Intervention de Nicolas Dhuicq

Séance en hémicycle du 16 septembre 2014 à 21h30
Lutte contre le terrorisme — Article 1er

Photo issue du site de l'Assemblée nationale ou de WikipediaNicolas Dhuicq :

Monsieur le ministre, nous abordons l’examen de votre texte dont je regrette plusieurs grandes faiblesses théoriques. Nous avons employé les uns et les autres le terme de « guerre » mais la guerre moderne nécessite la mobilisation complète de toutes les forces de la nation. Certains autrefois ont parlé, même, de communisme de guerre, mobilisant toutes les forces productives d’un pays contre un objectif.

Or, je ne sais pas quel est l’objectif exact. Je ne suis pas persuadé que le bombardement de gens qui commettent des actes de violence extrême résoudra le problème de fond.

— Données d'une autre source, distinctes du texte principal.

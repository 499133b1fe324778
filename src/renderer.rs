//! Haptic Renderer
//!
//! One value holding everything a session needs: the layout and its
//! triangulation index, the frequency table, the protocol codec and the
//! timing calibration. Built once from a `RenderConfig`, read-only after.

use crate::config::{ConfigError, RenderConfig};
use crate::patterns::{self, PatternError, Resampling, SoaModel, TrajectoryCompiler, Waypoint};
use crate::phantom::{PhantomError, PhantomResult, PhantomSynthesizer, TriangulationIndex};
use crate::protocol::{self, CodecError, CommandCodec, DutyScale, Frame, FrequencyTable};
use crate::types::{ActuatorId, ActuatorLayout, LogicalCommand, Position};
use tracing::info;

#[derive(Debug, Clone)]
pub struct HapticRenderer {
    layout: ActuatorLayout,
    index: TriangulationIndex,
    frequencies: FrequencyTable,
    codec: CommandCodec,
    duty: DutyScale,
    min_distance: f64,
    soa: SoaModel,
    pause_ratio: f64,
    resampling: Option<Resampling>,
    max_frame_bytes: usize,
}

impl HapticRenderer {
    /// Validate `config` and build the layout, index and tables it describes.
    pub fn from_config(config: &RenderConfig) -> Result<Self, ConfigError> {
        config.validate()?;

        let layout = config.layout.build()?;
        let index = TriangulationIndex::build(&layout, config.triangulation.min_triangle_area);
        let frequencies = config.frequency.table()?;
        let codec = CommandCodec::new(config.protocol.variant);

        info!(
            actuators = layout.len(),
            triangles = index.len(),
            protocol = %config.protocol.variant,
            frequency_steps = frequencies.len(),
            "Haptic renderer ready"
        );

        Ok(Self {
            layout,
            index,
            frequencies,
            codec,
            duty: config.duty_scale(),
            min_distance: config.phantom.min_distance,
            soa: config.timing.soa_model(),
            pause_ratio: config.timing.sequential_pause_ratio,
            resampling: config.timing.resampling(),
            max_frame_bytes: config.protocol.max_frame_bytes,
        })
    }

    pub fn layout(&self) -> &ActuatorLayout {
        &self.layout
    }

    pub fn index(&self) -> &TriangulationIndex {
        &self.index
    }

    pub fn frequencies(&self) -> &FrequencyTable {
        &self.frequencies
    }

    pub fn codec(&self) -> &CommandCodec {
        &self.codec
    }

    pub fn duty_scale(&self) -> DutyScale {
        self.duty
    }

    pub fn max_frame_bytes(&self) -> usize {
        self.max_frame_bytes
    }

    // ========================================================================
    // Phantom synthesis
    // ========================================================================

    pub fn synthesizer(&self) -> PhantomSynthesizer<'_> {
        PhantomSynthesizer::new(&self.layout, &self.index, self.min_distance)
    }

    pub fn synthesize(&self, target: Position, intensity: f64) -> Result<PhantomResult, PhantomError> {
        self.synthesizer().synthesize(target, intensity)
    }

    // ========================================================================
    // Pattern compilation
    // ========================================================================

    pub fn compile_static(
        &self,
        actuators: &[ActuatorId],
        duty: u8,
        freq_index: u8,
        duration_ms: u32,
    ) -> Vec<LogicalCommand> {
        patterns::compile_static(actuators, duty, freq_index, duration_ms)
    }

    pub fn compile_pulse(
        &self,
        actuators: &[ActuatorId],
        duty: u8,
        freq_index: u8,
        pulse_ms: u32,
        pause_ms: u32,
        repetitions: u32,
    ) -> Result<Vec<LogicalCommand>, PatternError> {
        patterns::compile_pulse(actuators, duty, freq_index, pulse_ms, pause_ms, repetitions)
    }

    pub fn compile_sequential(
        &self,
        actuators: &[ActuatorId],
        duty: u8,
        freq_index: u8,
        duration_ms: u32,
        pause_ms: u32,
    ) -> Result<Vec<LogicalCommand>, PatternError> {
        patterns::compile_sequential(actuators, duty, freq_index, duration_ms, pause_ms)
    }

    pub fn trajectory_compiler(&self) -> TrajectoryCompiler<'_> {
        TrajectoryCompiler::new(self.synthesizer(), self.duty)
            .with_soa(self.soa)
            .with_pause_ratio(self.pause_ratio)
            .with_resampling(self.resampling)
    }

    pub fn compile_trajectory(
        &self,
        waypoints: &[Waypoint],
        intensity: f64,
        freq_index: u8,
        step_duration_s: f64,
    ) -> Result<Vec<LogicalCommand>, PatternError> {
        self.trajectory_compiler()
            .compile(waypoints, intensity, freq_index, step_duration_s)
    }

    /// Stop every actuator in the layout.
    pub fn compile_stop_all(&self) -> Vec<LogicalCommand> {
        let ids: Vec<ActuatorId> = self.layout.ids().collect();
        patterns::compile_stop_all(&ids)
    }

    // ========================================================================
    // Codec
    // ========================================================================

    pub fn encode(&self, cmd: &LogicalCommand) -> Result<Vec<u8>, CodecError> {
        self.codec.encode(cmd)
    }

    pub fn decode(&self, bytes: &[u8]) -> Result<LogicalCommand, CodecError> {
        self.codec.decode(bytes)
    }

    /// Frame with the configured `max_frame_bytes`.
    pub fn encode_batch(&self, commands: &[LogicalCommand]) -> Result<Vec<Frame>, CodecError> {
        protocol::encode_batch(&self.codec, commands, self.max_frame_bytes)
    }

    pub fn encode_batch_with(
        &self,
        commands: &[LogicalCommand],
        max_frame_bytes: usize,
    ) -> Result<Vec<Frame>, CodecError> {
        protocol::encode_batch(&self.codec, commands, max_frame_bytes)
    }

    pub fn decode_batch(&self, frame: &[u8]) -> Result<Vec<LogicalCommand>, CodecError> {
        protocol::decode_batch(&self.codec, frame)
    }

    // ========================================================================
    // Frequency
    // ========================================================================

    pub fn hz_to_index(&self, hz: f64) -> u8 {
        self.frequencies.hz_to_index(hz)
    }

    pub fn index_to_hz(&self, index: i64) -> f64 {
        self.frequencies.index_to_hz(index)
    }
}

#[cfg(test)]
mod tests {
    use super::*;
    use crate::protocol::ProtocolVariant;

    #[test]
    fn test_from_default_config() {
        let renderer = HapticRenderer::from_config(&RenderConfig::default()).unwrap();
        assert_eq!(renderer.layout().len(), 16);
        assert!(!renderer.index().is_empty());
        assert_eq!(renderer.frequencies().len(), 32);
        assert_eq!(renderer.codec().command_width(), 5);
        assert_eq!(renderer.max_frame_bytes(), 250);
    }

    #[test]
    fn test_invalid_config_rejected() {
        let mut config = RenderConfig::default();
        config.protocol.max_frame_bytes = 2;
        assert!(matches!(
            HapticRenderer::from_config(&config),
            Err(ConfigError::Validation(_))
        ));
    }

    #[test]
    fn test_stop_all_covers_layout() {
        let renderer = HapticRenderer::from_config(&RenderConfig::default()).unwrap();
        let cmds = renderer.compile_stop_all();
        assert_eq!(cmds.len(), 16);
        assert!(cmds.iter().all(|c| !c.is_start() && c.delay_ms == 0));
    }

    #[test]
    fn test_legacy_session_uses_narrow_duty() {
        let mut config = RenderConfig::default();
        config.protocol.variant = ProtocolVariant::LegacyGrouped4;
        config.frequency.steps = 8;
        let renderer = HapticRenderer::from_config(&config).unwrap();
        assert_eq!(renderer.duty_scale().max_duty, 31);
        assert_eq!(renderer.codec().command_width(), 4);
        assert_eq!(renderer.hz_to_index(250.0), 7);
    }

    #[test]
    fn test_pipeline_end_to_end() {
        let renderer = HapticRenderer::from_config(&RenderConfig::default()).unwrap();
        let cmds = renderer
            .compile_trajectory(
                &[
                    Waypoint::Actuator(0),
                    Waypoint::Point(Position::new(90.0, 90.0)),
                    Waypoint::Actuator(10),
                ],
                0.8,
                4,
                0.06,
            )
            .unwrap();
        let frames = renderer.encode_batch(&cmds).unwrap();
        let decoded: Vec<LogicalCommand> = frames
            .iter()
            .flat_map(|f| renderer.decode_batch(f.as_bytes()).unwrap())
            .collect();
        assert_eq!(decoded, cmds);
    }
}
//! Wire protocol: descriptors, command codec, batch framing, frequency and
//! duty quantization.

pub mod codec;
pub mod descriptor;
pub mod duty;
pub mod framer;
pub mod frequency;

pub use codec::{CodecError, CommandCodec};
pub use descriptor::{CommandField, FieldKind, FieldSpec, ProtocolDescriptor, ProtocolVariant};
pub use duty::{duty_to_intensity, intensity_to_duty, DutyError, DutyLevel, DutyScale};
pub use framer::{decode_batch, encode_batch, Frame};
pub use frequency::{FrequencyError, FrequencyTable};
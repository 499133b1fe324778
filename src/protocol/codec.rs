//! Command Codec
//!
//! Packs a `LogicalCommand` into the fixed-width byte form of the active
//! descriptor and back. Both directions are exact inverses for every input
//! they accept: `decode(encode(cmd)) == cmd` and `encode(decode(bytes)) == bytes`.

use super::descriptor::{CommandField, FieldKind, FieldSpec, ProtocolDescriptor, ProtocolVariant};
use crate::types::{CommandError, CommandKind, LogicalCommand};
use thiserror::Error;

/// Codec and framing errors. All are local validation failures; none is retried.
#[derive(Debug, Clone, PartialEq, Eq, Error)]
pub enum CodecError {
    #[error("{field} = {value} is out of range (0-{max})")]
    FieldOutOfRange {
        field: CommandField,
        value: u32,
        max: u32,
    },

    #[error("{field} = {value} cannot be encoded: protocol {protocol} has no {field} field")]
    UnsupportedField {
        field: CommandField,
        value: u32,
        protocol: &'static str,
    },

    #[error("Command must be {expected} bytes, got {actual}")]
    InvalidLength { expected: usize, actual: usize },

    #[error("Marker bits at offset {offset} must be {expected:#b}, got {actual:#b}")]
    MarkerMismatch { offset: u8, expected: u32, actual: u32 },

    #[error("Sub-address {value} exceeds the {per_group} actuators per group")]
    SubAddressOutOfRange { value: u32, per_group: u8 },

    #[error("Command list is empty")]
    EmptyBatch,

    #[error("max_frame_bytes = {max_frame_bytes} cannot hold one {command_width}-byte command")]
    FrameTooSmall {
        max_frame_bytes: usize,
        command_width: usize,
    },

    #[error("Frame length {len} is not a multiple of the {command_width}-byte command width")]
    MisalignedFrame { len: usize, command_width: usize },

    #[error("Decoded command is incomplete: {0}")]
    Incomplete(#[from] CommandError),

    #[error("Error in command {index}: {source}")]
    InBatch {
        index: usize,
        #[source]
        source: Box<CodecError>,
    },
}

/// Encoder/decoder bound to one protocol descriptor for the whole session.
#[derive(Debug, Clone, Copy)]
pub struct CommandCodec {
    descriptor: &'static ProtocolDescriptor,
}

impl CommandCodec {
    pub fn new(variant: ProtocolVariant) -> Self {
        Self {
            descriptor: variant.descriptor(),
        }
    }

    pub fn descriptor(&self) -> &'static ProtocolDescriptor {
        self.descriptor
    }

    /// Bytes per encoded command.
    pub fn command_width(&self) -> usize {
        self.descriptor.width_bytes
    }

    pub fn encode(&self, cmd: &LogicalCommand) -> Result<Vec<u8>, CodecError> {
        let mut out = Vec::with_capacity(self.command_width());
        self.encode_into(cmd, &mut out)?;
        Ok(out)
    }

    /// Append the encoded command to `out`. Nothing is written on error.
    pub fn encode_into(&self, cmd: &LogicalCommand, out: &mut Vec<u8>) -> Result<(), CodecError> {
        self.descriptor.check(cmd)?;

        let address = u32::from(cmd.address);
        let mut bits = 0u64;
        for field in self.descriptor.fields {
            let value = match field.kind {
                FieldKind::Address => address,
                FieldKind::AddressGroup { per_group } => address / u32::from(per_group),
                FieldKind::AddressSub { per_group } => address % u32::from(per_group),
                FieldKind::Start => u32::from(cmd.kind.bit()),
                FieldKind::Duty => u32::from(cmd.duty),
                FieldKind::FreqIndex => u32::from(cmd.freq_index),
                FieldKind::Delay => cmd.delay_ms,
                FieldKind::Flags => u32::from(cmd.flags),
                FieldKind::Marker { value } => u32::from(value),
            };
            bits |= self.place(field, value);
        }

        let be = bits.to_be_bytes();
        out.extend_from_slice(&be[be.len() - self.command_width()..]);
        Ok(())
    }

    /// Decode exactly one command. The input length must equal the command width.
    pub fn decode(&self, bytes: &[u8]) -> Result<LogicalCommand, CodecError> {
        let width = self.command_width();
        if bytes.len() != width {
            return Err(CodecError::InvalidLength {
                expected: width,
                actual: bytes.len(),
            });
        }

        let bits = bytes
            .iter()
            .fold(0u64, |acc, &b| (acc << 8) | u64::from(b));

        let mut builder = LogicalCommand::builder();
        let mut address = 0u32;
        for field in self.descriptor.fields {
            let value = self.extract(field, bits);
            match field.kind {
                FieldKind::Address => address = value,
                FieldKind::AddressGroup { per_group } => address += value * u32::from(per_group),
                FieldKind::AddressSub { per_group } => {
                    if value >= u32::from(per_group) {
                        return Err(CodecError::SubAddressOutOfRange { value, per_group });
                    }
                    address += value;
                }
                FieldKind::Start => builder = builder.kind(CommandKind::from_bit(value == 1)),
                FieldKind::Duty => builder = builder.duty(narrow(CommandField::Duty, value)?),
                FieldKind::FreqIndex => {
                    builder = builder.freq_index(narrow(CommandField::FreqIndex, value)?);
                }
                FieldKind::Delay => builder = builder.delay_ms(value),
                FieldKind::Flags => builder = builder.flags(narrow(CommandField::Flags, value)?),
                FieldKind::Marker { value: expected } => {
                    if value != u32::from(expected) {
                        return Err(CodecError::MarkerMismatch {
                            offset: field.offset,
                            expected: u32::from(expected),
                            actual: value,
                        });
                    }
                }
            }
        }
        Ok(builder
            .address(narrow(CommandField::Address, address)?)
            .build()?)
    }

    fn shift(&self, field: &FieldSpec) -> u32 {
        self.descriptor.total_bits() - u32::from(field.offset) - u32::from(field.width)
    }

    fn place(&self, field: &FieldSpec, value: u32) -> u64 {
        (u64::from(value) & u64::from(field.max_value())) << self.shift(field)
    }

    fn extract(&self, field: &FieldSpec, bits: u64) -> u32 {
        // Masked to at most 16 bits, so the narrowing cannot truncate.
        ((bits >> self.shift(field)) & u64::from(field.max_value())) as u32
    }
}

fn narrow(field: CommandField, value: u32) -> Result<u8, CodecError> {
    u8::try_from(value).map_err(|_| CodecError::FieldOutOfRange {
        field,
        value,
        max: u32::from(u8::MAX),
    })
}
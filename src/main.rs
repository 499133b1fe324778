//! hapticc - compile tactile patterns into actuator frames
//!
//! # Usage
//!
//! ```bash
//! # Three actuators on for 500 ms at 60% duty, 150 Hz
//! hapticc static 0,1,2 --duty 60% --hz 150 --duration-ms 500
//!
//! # Apparent motion from actuator 0 through a phantom point to actuator 10
//! hapticc trajectory 0 90,90 10 --intensity 0.8 --step-s 0.06
//!
//! # Inspect a frame captured from the link
//! hapticc decode 0b153abcd6
//!
//! # Play a pulse pattern on a serial device
//! hapticc --send /dev/ttyUSB0 pulse 4,5 --duty 20 --pulse-ms 100 --pause-ms 50 --repetitions 3
//! ```
//!
//! # Environment Variables
//!
//! - `HAPTIC_CONFIG`: Path to the render config (default: ./haptic.toml, then built-ins)
//! - `RUST_LOG`: Logging level (default: info)
//!
//! Frames go to stdout as lowercase hex, one frame per line; logs go to stderr.

use anyhow::{Context, Result};
use clap::Parser;
use haptic_render::config::RenderConfig;
use haptic_render::protocol::DutyLevel;
use haptic_render::transport::{dispatch, dispatch_paced, schedule};
use haptic_render::{ActuatorId, HapticRenderer, LogicalCommand, Waypoint};
use std::fs::OpenOptions;
use std::path::PathBuf;
use tracing::info;

// ============================================================================
// CLI Arguments
// ============================================================================

#[derive(Parser, Debug)]
#[command(name = "hapticc")]
#[command(about = "Compile vibrotactile patterns into actuator command frames")]
#[command(version)]
struct CliArgs {
    /// Render config TOML (overrides HAPTIC_CONFIG and ./haptic.toml)
    #[arg(long, global = true, value_name = "PATH")]
    config: Option<PathBuf>,

    /// Override the configured maximum frame size in bytes
    #[arg(long, global = true)]
    max_frame_bytes: Option<usize>,

    /// Print logical commands as JSON instead of hex frames
    #[arg(long, global = true)]
    json: bool,

    /// Write frames to this file or device instead of stdout.
    /// Layouts without a delay field are paced on the host.
    #[arg(long, global = true, value_name = "PATH")]
    send: Option<PathBuf>,

    #[command(subcommand)]
    command: SubCommand,
}

/// Frequency given either as a table index or in Hz.
#[derive(clap::Args, Debug)]
struct FreqArgs {
    /// Frequency table index
    #[arg(long, default_value_t = 0, conflicts_with = "hz")]
    freq_index: u8,

    /// Frequency in Hz, mapped to the nearest table entry
    #[arg(long)]
    hz: Option<f64>,
}

#[derive(clap::Args, Debug)]
struct DriveArgs {
    /// Actuator ids, comma separated
    #[arg(value_delimiter = ',', required = true)]
    actuators: Vec<ActuatorId>,

    /// Duty as a raw protocol value ("12") or a percentage ("60%")
    #[arg(long, value_parser = parse_duty)]
    duty: DutyLevel,

    #[command(flatten)]
    freq: FreqArgs,
}

#[derive(clap::Subcommand, Debug)]
enum SubCommand {
    /// Every listed actuator on for one duration
    Static {
        #[command(flatten)]
        drive: DriveArgs,
        #[arg(long)]
        duration_ms: u32,
    },

    /// Synchronous on/off bursts
    Pulse {
        #[command(flatten)]
        drive: DriveArgs,
        #[arg(long)]
        pulse_ms: u32,
        #[arg(long)]
        pause_ms: u32,
        #[arg(long, default_value_t = 1)]
        repetitions: u32,
    },

    /// One actuator after another
    Sequential {
        #[command(flatten)]
        drive: DriveArgs,
        #[arg(long)]
        duration_ms: u32,
        #[arg(long, default_value_t = 0)]
        pause_ms: u32,
    },

    /// Apparent motion through actuator ids ("5") and points ("30,45.5")
    Trajectory {
        #[arg(required = true, allow_hyphen_values = true)]
        waypoints: Vec<Waypoint>,
        /// Normalized intensity, 0.0 to 1.0
        #[arg(long, default_value_t = 1.0)]
        intensity: f64,
        /// Per-step vibration duration in seconds
        #[arg(long)]
        step_s: f64,
        #[command(flatten)]
        freq: FreqArgs,
    },

    /// Stop the listed actuators, or every actuator in the layout
    StopAll {
        #[arg(value_delimiter = ',')]
        actuators: Vec<ActuatorId>,
    },

    /// Decode a hex frame into logical commands
    Decode { hex: String },

    /// Show the table index nearest to a frequency
    Freq { hz: f64 },
}

fn parse_duty(s: &str) -> Result<DutyLevel, String> {
    let s = s.trim();
    if let Some(pct) = s.strip_suffix('%') {
        pct.trim()
            .parse::<f64>()
            .map(DutyLevel::Percent)
            .map_err(|e| format!("invalid percentage '{s}': {e}"))
    } else {
        s.parse::<u8>()
            .map(DutyLevel::Raw)
            .map_err(|e| format!("invalid raw duty '{s}': {e}"))
    }
}

fn parse_hex(s: &str) -> Result<Vec<u8>> {
    let digits: String = s.chars().filter(|c| !c.is_whitespace()).collect();
    let digits = digits
        .strip_prefix("0x")
        .or_else(|| digits.strip_prefix("0X"))
        .unwrap_or(&digits);
    hex::decode(digits).with_context(|| format!("invalid hex frame '{s}'"))
}

// ============================================================================
// Helpers
// ============================================================================

fn load_config(args: &CliArgs) -> Result<RenderConfig> {
    let mut config = match &args.config {
        Some(path) => RenderConfig::load_from_file(path)
            .with_context(|| format!("loading config {}", path.display()))?,
        None => RenderConfig::load(),
    };
    if let Some(max) = args.max_frame_bytes {
        config.protocol.max_frame_bytes = max;
    }
    Ok(config)
}

fn freq_index(renderer: &HapticRenderer, freq: &FreqArgs) -> u8 {
    freq.hz.map_or(freq.freq_index, |hz| renderer.hz_to_index(hz))
}

fn resolve_duty(renderer: &HapticRenderer, duty: DutyLevel) -> Result<u8> {
    duty.resolve(renderer.duty_scale().max_duty)
        .context("resolving duty")
}

fn describe(cmd: &LogicalCommand) -> String {
    format!(
        "addr={:<3} {:<5} duty={:<3} freq={:<2} delay={}ms flags={}",
        cmd.address,
        if cmd.is_start() { "start" } else { "stop" },
        cmd.duty,
        cmd.freq_index,
        cmd.delay_ms,
        cmd.flags
    )
}

/// Print, or send, a compiled command list.
fn emit(renderer: &HapticRenderer, args: &CliArgs, commands: &[LogicalCommand]) -> Result<()> {
    if commands.is_empty() {
        info!("Pattern compiled to no commands");
        return Ok(());
    }

    if let Some(path) = &args.send {
        let mut link = OpenOptions::new()
            .write(true)
            .create(true)
            .append(true)
            .open(path)
            .with_context(|| format!("opening link {}", path.display()))?;

        let needs_pacing = renderer.codec().descriptor().delay_max().is_none()
            && commands.iter().any(|c| c.delay_ms > 0);
        let written = if needs_pacing {
            let batches = schedule(commands);
            info!(batches = batches.len(), "Pacing pattern on the host");
            dispatch_paced(
                renderer.codec(),
                &batches,
                renderer.max_frame_bytes(),
                &mut link,
                std::thread::sleep,
            )?
        } else {
            let frames = renderer.encode_batch(commands)?;
            dispatch(&frames, &mut link)?
        };
        info!(bytes = written, link = %path.display(), "Pattern sent");
        return Ok(());
    }

    if args.json {
        println!("{}", serde_json::to_string_pretty(commands)?);
        return Ok(());
    }

    let frames = renderer.encode_batch(commands)?;
    info!(
        commands = commands.len(),
        frames = frames.len(),
        "Pattern encoded"
    );
    for frame in &frames {
        println!("{}", frame.to_hex());
    }
    Ok(())
}

// ============================================================================
// Main
// ============================================================================

fn main() -> Result<()> {
    // Logs on stderr so stdout carries only frames
    tracing_subscriber::fmt()
        .with_env_filter(
            tracing_subscriber::EnvFilter::try_from_default_env()
                .unwrap_or_else(|_| tracing_subscriber::EnvFilter::new("info")),
        )
        .with_target(false)
        .with_writer(std::io::stderr)
        .init();

    let args = CliArgs::parse();
    let config = load_config(&args)?;
    let renderer = HapticRenderer::from_config(&config).context("building renderer")?;

    match &args.command {
        SubCommand::Static { drive, duration_ms } => {
            let duty = resolve_duty(&renderer, drive.duty)?;
            let freq = freq_index(&renderer, &drive.freq);
            let cmds = renderer.compile_static(&drive.actuators, duty, freq, *duration_ms);
            emit(&renderer, &args, &cmds)
        }
        SubCommand::Pulse {
            drive,
            pulse_ms,
            pause_ms,
            repetitions,
        } => {
            let duty = resolve_duty(&renderer, drive.duty)?;
            let freq = freq_index(&renderer, &drive.freq);
            let cmds = renderer.compile_pulse(
                &drive.actuators,
                duty,
                freq,
                *pulse_ms,
                *pause_ms,
                *repetitions,
            )?;
            emit(&renderer, &args, &cmds)
        }
        SubCommand::Sequential {
            drive,
            duration_ms,
            pause_ms,
        } => {
            let duty = resolve_duty(&renderer, drive.duty)?;
            let freq = freq_index(&renderer, &drive.freq);
            let cmds =
                renderer.compile_sequential(&drive.actuators, duty, freq, *duration_ms, *pause_ms)?;
            emit(&renderer, &args, &cmds)
        }
        SubCommand::Trajectory {
            waypoints,
            intensity,
            step_s,
            freq,
        } => {
            let freq = freq_index(&renderer, freq);
            let cmds = renderer
                .compile_trajectory(waypoints, *intensity, freq, *step_s)
                .context("compiling trajectory")?;
            emit(&renderer, &args, &cmds)
        }
        SubCommand::StopAll { actuators } => {
            let cmds = if actuators.is_empty() {
                renderer.compile_stop_all()
            } else {
                haptic_render::patterns::compile_stop_all(actuators)
            };
            emit(&renderer, &args, &cmds)
        }
        SubCommand::Decode { hex } => {
            let bytes = parse_hex(hex)?;
            let cmds = renderer.decode_batch(&bytes).context("decoding frame")?;
            if args.json {
                println!("{}", serde_json::to_string_pretty(&cmds)?);
            } else {
                for cmd in &cmds {
                    println!("{}", describe(cmd));
                }
            }
            Ok(())
        }
        SubCommand::Freq { hz } => {
            let index = renderer.hz_to_index(*hz);
            let actual = renderer.index_to_hz(i64::from(index));
            if args.json {
                println!(
                    "{}",
                    serde_json::json!({ "requested_hz": hz, "index": index, "hz": actual })
                );
            } else {
                println!("{hz} Hz -> index {index} ({actual:.1} Hz)");
            }
            Ok(())
        }
    }
}

#[cfg(test)]
mod tests {
    use super::*;

    #[test]
    fn test_parse_duty_units() {
        assert_eq!(parse_duty("12").unwrap(), DutyLevel::Raw(12));
        assert_eq!(parse_duty("60%").unwrap(), DutyLevel::Percent(60.0));
        assert!(parse_duty("300").is_err());
        assert!(parse_duty("abc%").is_err());
    }

    #[test]
    fn test_parse_hex() {
        assert_eq!(parse_hex("0b15 3abc").unwrap(), vec![0x0b, 0x15, 0x3a, 0xbc]);
        assert_eq!(parse_hex("0xff").unwrap(), vec![0xff]);
        assert!(parse_hex("abc").is_err());
        assert!(parse_hex("zz").is_err());
        assert!(parse_hex("é1").is_err());
        assert_eq!(parse_hex("0XAB").unwrap(), vec![0xab]);
    }

    #[test]
    fn test_cli_parses_trajectory_tokens() {
        let args = CliArgs::try_parse_from([
            "hapticc", "trajectory", "0", "90,90", "10", "--step-s", "0.06", "--hz", "150",
        ])
        .unwrap();
        match args.command {
            SubCommand::Trajectory { waypoints, freq, .. } => {
                assert_eq!(waypoints.len(), 3);
                assert_eq!(waypoints[0], Waypoint::Actuator(0));
                assert_eq!(freq.hz, Some(150.0));
            }
            other => panic!("unexpected command {other:?}"),
        }
    }

    #[test]
    fn test_cli_verifies() {
        use clap::CommandFactory;
        CliArgs::command().debug_assert();
    }
}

Par ailleurs, lorsque j’entends des analyses fondées uniquement sur des éléments censés être macroéconomiques – lesquels restent encore à discuter, car nous savons que certaines zones rurales concentrent plus de misère que les zones urbaines ainsi décrites –, je pense que nous passons une fois de plus à côté des ressorts psychologiques profonds de ces gens qui s’engagent pour un idéal – qui n’est certes pas le nôtre –, de ces gens qui veulent une métaphysique, aussi dévoyée soit-elle, que nos sociétés sont incapables de leur donner.

Pour en revenir à l’analyse macroéconomique, les attentats du 11 septembre 2001 suffisent à la détruire puisque ceux qui les ont commis n’étaient pas des fils du prolétariat souffrant des banlieues de pays hyper-développés...

Je ne vois pas quels sont les buts et je ne vois pas davantage les moyens. Une nouvelle fois, il y a une incohérence à ne pas prendre en compte l’élément culturel, géostratégique, diplomatique, mais aussi militaire. Nous voyons bien que l’alliance qui devait se nouer pour aller bombarder quelques groupes dans les sables de Mésopotamie a du mal à se constituer et je redoute, en retour, notre isolement, le désengagement de ceux qui devraient être les premiers à s’engager, les détournements d’armes.

Votre texte, monsieur le ministre, quelles qu’en soient les intentions, opère un retournement. J’ai entendu à plusieurs reprises, ce qui m’étonne toujours beaucoup, le mot traumatisme, mais pas pour qualifier les victimes qui seraient les premières concernées, en particulier les chrétiens d’Orient que nous avons si longtemps abandonnés, nous Occidentaux, alors que seule la Russie, suivant en cela la position du Tsar, les a défendus. Que faisaient les chancelleries occidentales ? Rien !

Nous parlons donc de traumatisme non pas pour les victimes mais pour les criminels. Permettez-moi de m’étonner de ce retournement. Comment peut-il y avoir traumatisme chez une personne que vous allez empêcher de sortir du territoire national avant qu’elle n’ait joyeusement étripé ses frères humains ? Ou bien est-ce à supposer que ces criminels auront des cibles sur le territoire national, cibles que certains de nos officiers s’entraînent à protéger dans l’hypothèse d’une révolte dans nos banlieues. J’avais posé cette question au chef d’État-Major de l’armée de terre il y a deux ans en commission de la défense.

Vous supposez que nous aurons des cibles sur le territoire national et vous allez empêcher ces gens de sortir. Très bien, mais tant que vous ne mènerez pas une guerre culturelle, une guerre philosophique, une guerre qui prend en compte les questions de soif de métaphysique chez ces jeunes, vous aurez perdu ladite guerre. Je crains que nous ayons déjà perdu la guerre avec ce texte.